New Executive Sponsor – Health Informatics and Data Science

Dr Douglas Pires is the new Executive co-Sponsor for our Health Informatics and Data Science theme at the Centre for Digital Transformation of Health.

Dr Douglas Pires has been appointed as the new Executive co-Sponsor for our Health Informatics and Data Science theme at the Centre for Digital Transformation of Health.

Douglas is already well known to the Centre as a senior lecturer in Digital Health at the School of Computing and Information Science (CIS). Previously, he was a group leader and researcher in public health at Oswaldo Cruz Foundation in Brazil.

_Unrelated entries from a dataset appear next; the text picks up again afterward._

//! Character-trigram vectors for offline similarity search.

use std::collections::{HashMap, HashSet};

/// Default vector width.
pub const DEFAULT_DIMENSIONS: usize = 384;

const STOP_WORDS: &[&str] = &[
    "the", "is", "at", "which", "on", "a", "an", "as", "are", "was", "were", "for", "to", "of",
    "in", "and", "or", "but", "with", "by", "from", "this", "that", "be", "have", "has", "had",
    "it", "its", "their", "they", "them", "what", "who", "how", "does", "do",
];

/// Deterministic, content-dependent text vectors.
///
/// Each non-stop word is hashed into the vector once as a whole and once
/// per character trigram, then the vector is normalized. Not semantic, but
/// texts sharing vocabulary land close together.
#[derive(Debug, Clone)]
pub struct TrigramEmbedder {
    dimensions: usize,
}

impl Default for TrigramEmbedder {
    fn default() -> Self {
        Self::new(DEFAULT_DIMENSIONS)
    }
}

impl TrigramEmbedder {
    pub fn new(dimensions: usize) -> Self {
        Self {
            dimensions: dimensions.max(1),
        }
    }

    pub fn dimensions(&self) -> usize {
        self.dimensions
    }

    /// Unit vector for `text`; all zeros when it has no indexable words.
    pub fn embed(&self, text: &str) -> Vec<f32> {
        let mut embedding = vec![0.0; self.dimensions];
        let stop_words: HashSet<&str> = STOP_WORDS.iter().copied().collect();

        let lower = text.to_lowercase();
        let mut word_freq: HashMap<&str, u32> = HashMap::new();
        for word in lower
            .split(|c: char| !c.is_alphanumeric() && c != '-')
            .filter(|w| w.chars().count() > 2 && !stop_words.contains(w))
        {
            *word_freq.entry(word).or_insert(0) += 1;
        }

        for (word, freq) in &word_freq {
            let chars: Vec<char> = word.chars().collect();
            for window in chars.windows(3) {
                let trigram_hash = window
                    .iter()
                    .collect::<String>()
                    .bytes()
                    .fold(0u64, |acc, b| acc.wrapping_mul(37).wrapping_add(b as u64));
                embedding[(trigram_hash as usize) % self.dimensions] += (*freq as f32).sqrt();
            }

            let word_hash = word
                .bytes()
                .fold(0u64, |acc, b| acc.wrapping_mul(31).wrapping_add(b as u64));
            embedding[(word_hash as usize) % self.dimensions] += *freq as f32;
        }

        let norm: f32 = embedding.iter().map(|x| x * x).sum::<f32>().sqrt();
        if norm > 0.0 {
            for v in &mut embedding {
                *v /= norm;
            }
        }

        embedding
    }
}

/// Cosine similarity; 0.0 for mismatched or zero vectors.
pub fn cosine_similarity(a: &[f32], b: &[f32]) -> f32 {
    if a.len() != b.len() {
        return 0.0;
    }

    let dot_product: f32 = a.iter().zip(b.iter()).map(|(x, y)| x * y).sum();
    let norm_a: f32 = a.iter().map(|x| x * x).sum::<f32>().sqrt();
    let norm_b: f32 = b.iter().map(|x| x * x).sum::<f32>().sqrt();

    if norm_a == 0.0 || norm_b == 0.0 {
        return 0.0;
    }

    dot_product / (norm_a * norm_b)
}

#[cfg(test)]
mod tests {
    use super::*;

    #[test]
    fn test_unit_length_and_deterministic() {
        let embedder = TrigramEmbedder::default();
        let a = embedder.embed("complaint escalation procedure");
        let b = embedder.embed("complaint escalation procedure");

        assert_eq!(a.len(), DEFAULT_DIMENSIONS);
        assert_eq!(a, b);
        let norm: f32 = a.iter().map(|x| x * x).sum::<f32>().sqrt();
        assert!((norm - 1.0).abs() < 0.001);
    }

    #[test]
    fn test_empty_text_is_zero_vector() {
        let embedder = TrigramEmbedder::default();
        assert!(embedder.embed("").iter().all(|&x| x == 0.0));
        assert!(embedder.embed("the of a").iter().all(|&x| x == 0.0));
    }

    #[test]
    fn test_shared_vocabulary_scores_higher() {
        let embedder = TrigramEmbedder::default();
        let query = embedder.embed("Who approves complaint escalations?");
        let related =
            embedder.embed("Complaint escalations are approved by the compliance officer.");
        let unrelated = embedder.embed("The cafeteria menu rotates weekly.");

        assert!(cosine_similarity(&query, &related) > cosine_similarity(&query, &unrelated));
    }

    #[test]
    fn test_multibyte_text_is_safe() {
        let embedder = TrigramEmbedder::default();
        let embedding = embedder.embed("Reunião de conformidade às 10h 🎯");
        assert_eq!(embedding.len(), DEFAULT_DIMENSIONS);
    }

    #[test]
    fn test_cosine_edge_cases() {
        assert_eq!(cosine_similarity(&[1.0, 0.0], &[1.0]), 0.0);
        assert_eq!(cosine_similarity(&[0.0, 0.0], &[1.0, 0.0]), 0.0);
        assert!((cosine_similarity(&[1.0, 2.0], &[2.0, 4.0]) - 1.0).abs() < 1e-6);
    }
}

Douglas was also a postdoctoral researcher fellow at the University of Cambridge and University of Melbourne. He received a BSc in Computer Science and a PhD in Bioinformatics from the Universidade Federal de Minas Gerais in Brazil. His research interests include Computational Biology, Translational Bioinformatics and Machine Learning.

As one of the Centre’s three Executive Sponsors, Douglas will be responsible for implementing the Centre's strategy on health informatics and data science and fostering a research environment in which data-driven clinical research can flourish. 

A major challenge around health data is that much of it remains stuck at the collection stage. Douglas will be working with co-Sponsor and Deputy Director Daniel Capurro to ensure that health informatics expertise is front and centre of the transformation necessary to render health data clinically useful.

Douglas will also be instrumental in translating health data-driven research ideas and concepts into research plans and collaborative projects. He’ll be working closely with the Data-driven Healthcare Research Steering Group co-auspiced by the Melbourne Academic Centre for Health and this Centre to develop priorities that meet the needs of healthcare organisations and clinicians.

The ultimate goal of this work is a learning healthcare system capable of generating evidence for practice change, and of measuring health outcomes that matter to patients.